Pesquisa do IBGE destaca o aumento dos casos de bullying entre adolescentes brasileiros, com meninas sendo as principais vítimas

IBGE aponta que 40% dos alunos entre 13 e 17 anos já sofreram bullying na escola, com aumento dos casos desde 2019.
Panorama dos dados sobre bullying na escola divulgado pelo IBGE
A pesquisa realizada pelo Instituto Brasileiro de Geografia e Estatística (IBGE) em 2024 reafirma que bullying na escola é um problema grave que afeta quatro em cada dez estudantes entre 13 e 17 anos. O levantamento da Pesquisa Nacional de Saúde do Escolar (PeNSE) mostra um crescimento de 4,2% nos relatos de agressões em comparação com 2019. As meninas se destacam como principais vítimas, com 30,1% relatando humilhações constantes de colegas, enquanto 24,3% dos meninos afirmam sofrer bullying, indicando uma diferença significativa entre os gêneros.
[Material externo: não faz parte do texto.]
#![cfg_attr(not(feature = "std"), no_std)]

// `alloc` backs the Object Dictionary's entry map and every variable-length
// buffer (strings, domains, SDO transfer buffers). The stack never pulls in
// a full allocator story beyond that — no threads, no async runtime.
extern crate alloc;

// --- Foundation modules ---
pub mod common;
pub mod error;
pub mod hal;
pub mod log;
pub mod types;

// --- Data link layer ---
pub mod frame;

// --- Protocol layers, leaves first (see spec.md Section 2) ---
pub mod timer;
pub mod emcy;
pub mod sdo;
pub mod pdo;
pub mod sync;
pub mod nmt;
pub mod od;

// --- Composition root ---
pub mod node;

// --- Top-level re-exports ---
pub use error::CanOpenError;
pub use frame::CanFrame;
pub use hal::{CanInterface, NvmInterface, TimerInterface};
pub use node::{Node, NodeCallbacks};
pub use types::NodeId;
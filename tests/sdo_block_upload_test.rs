// SDO block upload of a large domain object (spec.md Section 8,
// scenario 5): a 200-byte domain split into 7-byte segments needs 29 of
// them, so the single block (size 127) finishes the whole transfer and
// the trailing segment carries only 4 valid bytes.

mod support;

use canopen_rs::od::{AccessFlags, ObjectEntry, ObjectValue};
use canopen_rs::{CanFrame, Node, NodeId};
use core::convert::TryFrom;
use support::{TestCan, TestTimer};

#[test]
fn block_upload_of_200_byte_domain_completes_in_one_block() {
    let mut can = TestCan::new();
    let mut timer = TestTimer::new();
    let node_id = NodeId::try_from(1u8).unwrap();
    let mut node = Node::new(node_id, &mut can, &mut timer, None, 1000);

    let payload: Vec<u8> = (0..200u32).map(|i| (i % 256) as u8).collect();
    node.dictionary_mut().insert(ObjectEntry::scalar(
        0x3000,
        0,
        ObjectValue::Domain(vec![0u8; 200]),
        AccessFlags::RW,
    ));
    node.write_object(0x3000, 0, ObjectValue::Domain(payload.clone()))
        .unwrap();
    node.start(125_000).unwrap();
    can.sent.clear();

    // Initiate block upload, requesting block size 127.
    can.push(
        CanFrame::new_padded(0x601, false, &[0xA0, 0x00, 0x30, 0x00, 127, 0, 0, 0]).unwrap(),
    );
    node.process().unwrap();
    assert_eq!(can.sent.len(), 1);
    assert_eq!(can.sent[0].payload()[0], 0xC2);
    assert_eq!(
        u32::from_le_bytes(can.sent[0].payload()[3..7].try_into().unwrap()),
        200
    );
    can.sent.clear();

    // Start the block transfer (0xA3).
    can.push(CanFrame::new_padded(0x601, false, &[0xA3, 0, 0, 0, 0, 0, 0, 0]).unwrap());
    node.process().unwrap();
    assert_eq!(can.sent.len(), 29, "200 bytes / 7 per segment rounds up to 29 segments");
    for (i, frame) in can.sent.iter().enumerate() {
        let seq = (i + 1) as u8;
        if i + 1 < 29 {
            assert_eq!(frame.payload()[0], seq);
        } else {
            assert_eq!(frame.payload()[0], seq | 0x80, "last segment sets the continuation bit");
        }
    }
    assert_eq!(&can.sent[0].payload()[1..8], &payload[0..7]);
    assert_eq!(&can.sent[28].payload()[1..5], &payload[196..200]);
    can.sent.clear();

    // Ack the whole block at seq 29, keeping the block size.
    can.push(CanFrame::new_padded(0x601, false, &[0xA2, 29, 0, 0, 0, 0, 0, 0]).unwrap());
    node.process().unwrap();
    assert_eq!(can.sent.len(), 1);
    // 4 valid bytes in the last segment means 3 unused trailing bytes.
    assert_eq!(can.sent[0].payload()[0], 0xA1 | (3 << 2));
}
// src/timer/action.rs

/// What a fired timer action means to the rest of the stack. The wheel
/// itself never calls back into `Node` directly — it only ever hands
/// these tags back from `TimerWheel::process`, and `Node` matches on
/// them. This keeps the wheel ignorant of NMT/PDO/SDO state, the same
/// separation the originating C implementation gets for free by storing
/// a raw function pointer per action.
#[derive(Debug, Clone, Copy, PartialEq, Eq)]
pub enum TimerCallback {
    /// 0x1017 elapsed: time to transmit another heartbeat.
    HeartbeatProducer,
    /// A consumed node's guard time elapsed without a heartbeat.
    HeartbeatConsumer { index: u8 },
    /// 0x1006 elapsed: time to transmit SYNC.
    SyncProducer,
    /// A TPDO's event timer (0x1800 sub 5) elapsed.
    PdoEventTimer { channel: u8 },
    /// A TPDO's inhibit window (0x1800 sub 3) elapsed; a pending
    /// on-change transmission may now go out.
    PdoInhibitElapsed { channel: u8 },
    /// An SDO server segment/block transfer's idle timeout elapsed.
    SdoServerTimeout,
    /// An SDO client transfer's response timeout elapsed.
    SdoClientTimeout,
}

/// One scheduled timer action. `cycle_ticks == 0` marks a one-shot
/// action that is not re-armed after it fires.
#[derive(Debug, Clone, Copy)]
pub struct TimerAction {
    pub id: u32,
    pub cycle_ticks: u32,
    pub callback: TimerCallback,
}
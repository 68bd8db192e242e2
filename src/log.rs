use alloc::string::String;
use alloc::format;

/// Trait for structs that provide metadata for logging
pub trait LogMetadata {
    fn meta(&self) -> String;
}

/// Example context struct
pub struct LogContext {
    pub system: &'static str,
    pub component: &'static str,
    pub id: u32,
}

impl LogMetadata for LogContext {
    fn meta(&self) -> String {
        format!(
            "system={}, component={}, id={}",
            self.system, self.component, self.id
        )
    }
}

// =============================================
// Logging Macros (namespaced under crate::log)
// =============================================

// ===== my_info! =====
macro_rules! my_info {
    ($ctx:expr, $fmt:literal $(, $($arg:tt)+)?) => {{
        let meta = $crate::log::LogMetadata::meta(&$ctx);
        log::info!(concat!("[{}] ", $fmt), meta $(, $($arg)+)?);
    }};
    ($fmt:literal $(, $($arg:tt)+)?) => {{
        log::info!($fmt $(, $($arg)+)?);
    }};
}

// ===== my_warn! =====
macro_rules! my_warn {
    ($ctx:expr, $fmt:literal $(, $($arg:tt)+)?) => {{
        let meta = $crate::log::LogMetadata::meta(&$ctx);
        log::warn!(concat!("[{}] ", $fmt), meta $(, $($arg)+)?);
    }};
    ($fmt:literal $(, $($arg:tt)+)?) => {{
        log::warn!($fmt $(, $($arg)+)?);
    }};
}

// ===== my_error! =====
macro_rules! my_error {
    ($ctx:expr, $fmt:literal $(, $($arg:tt)+)?) => {{
        let meta = $crate::log::LogMetadata::meta(&$ctx);
        log::error!(concat!("[{}] ", $fmt), meta $(, $($arg)+)?);
    }};
    ($fmt:literal $(, $($arg:tt)+)?) => {{
        log::error!($fmt $(, $($arg)+)?);
    }};
}

// ===== my_debug! =====
macro_rules! my_debug {
    ($ctx:expr, $fmt:literal $(, $($arg:tt)+)?) => {{
        let meta = $crate::log::LogMetadata::meta(&$ctx);
        log::debug!(concat!("[{}] ", $fmt), meta $(, $($arg)+)?);
    }};
    ($fmt:literal $(, $($arg:tt)+)?) => {{
        log::debug!($fmt $(, $($arg)+)?);
    }};
}

// ===== my_trace! =====
macro_rules! my_trace {
    ($ctx:expr, $fmt:literal $(, $($arg:tt)+)?) => {{
        let meta = $crate::log::LogMetadata::meta(&$ctx);
        log::trace!(concat!("[{}] ", $fmt), meta $(, $($arg)+)?);
    }};
    ($fmt:literal $(, $($arg:tt)+)?) => {{
        log::trace!($fmt $(, $($arg)+)?);
    }};
}

// Re-export macros for use in other files
pub(crate) use my_info;
pub(crate) use my_warn;
pub(crate) use my_error;
pub(crate) use my_debug;
pub(crate) use my_trace;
A pesquisa evidencia também que um em cada quatro alunos que sofrem bullying enfrentam essa situação repetidamente, apontando para a persistência do problema nas escolas brasileiras.
Diferenças de gênero no bullying: vítimas e agressores
A análise dos dados indica que, apesar das meninas serem as maiores vítimas do bullying na escola, os meninos assumem maior protagonismo na prática dessas agressões. Segundo o IBGE, 16,5% dos meninos dizem ter praticado bullying, enquanto 10,9% das meninas afirmam ter cometido atos semelhantes. Essa disparidade ressalta a necessidade de políticas educacionais que abordem as diferenças de gênero no comportamento e nas experiências escolares. Além disso, o cyberbullying aparece como uma forma crescente de violência, afetando 13,2% dos estudantes, com maior incidência entre as meninas (16,2%) em relação aos meninos (10,2%), demonstrando que a agressão ultrapassa os limites físicos do ambiente escolar e se estende para o meio digital.
Motivações e fatores relacionados ao bullying na escola
Os motivos apontados pelos alunos para as agressões sofridas são diversos, refletindo a complexidade do fenômeno do bullying na escola. A aparência do rosto ou do cabelo foi o fator mais citado, com 30,2% dos estudantes destacando esse motivo. Outros aspectos físicos, como a aparência do corpo (24,7%), cor ou raça (10,6%), e o uso de roupas ou material escolar (10,1%), também são causas frequentes. Questões culturais e identitárias, como sotaque ou jeito de falar (8,9%), religião (7,1%) e gênero ou orientação sexual (6,4%), contribuem para a exclusão e agressão. A deficiência física foi mencionada por 2,6% dos entrevistados, e impressionantes 36,6% indicaram outros motivos, evidenciando que bullying na escola pode surgir de diferentes preconceitos e discriminações.
Crescimento do bullying e impactos no ambiente escolar
O aumento dos relatos de bullying na escola entre 2019 e 2024 indica uma tendência preocupante para o ambiente educacional brasileiro. Esse fenômeno tem implicações diretas no bem-estar emocional e no desempenho escolar dos adolescentes. O levantamento do IBGE destaca que, apesar da maioria (59,7%) dos alunos não relatar sofrer bullying, a parcela das vítimas que enfrenta agressões frequentes é expressiva, o que demanda atenção das autoridades educacionais e da sociedade. A pesquisa serve como alerta para a necessidade de ampliação das estratégias de prevenção, combate e apoio às vítimas no contexto escolar, promovendo um ambiente mais seguro e inclusivo para todos.
Considerações finais sobre a pesquisa do IBGE e a realidade escolar
A Pesquisa Nacional de Saúde do Escolar (PeNSE), realizada pelo IBGE em parceria com os Ministérios da Saúde e da Educação, oferece um retrato detalhado das condições de vida dos estudantes brasileiros. A inclusão de dados sobre bullying na escola reforça a urgência do tema no debate público e político. O levantamento não apenas quantifica o problema, mas também revela suas nuances, como as diferenças de gênero, os tipos de agressão e os motivos subjacentes. Essa análise aprofundada é fundamental para o desenvolvimento de políticas eficazes que visem garantir o direito dos alunos a um ambiente escolar livre de violência e discriminação.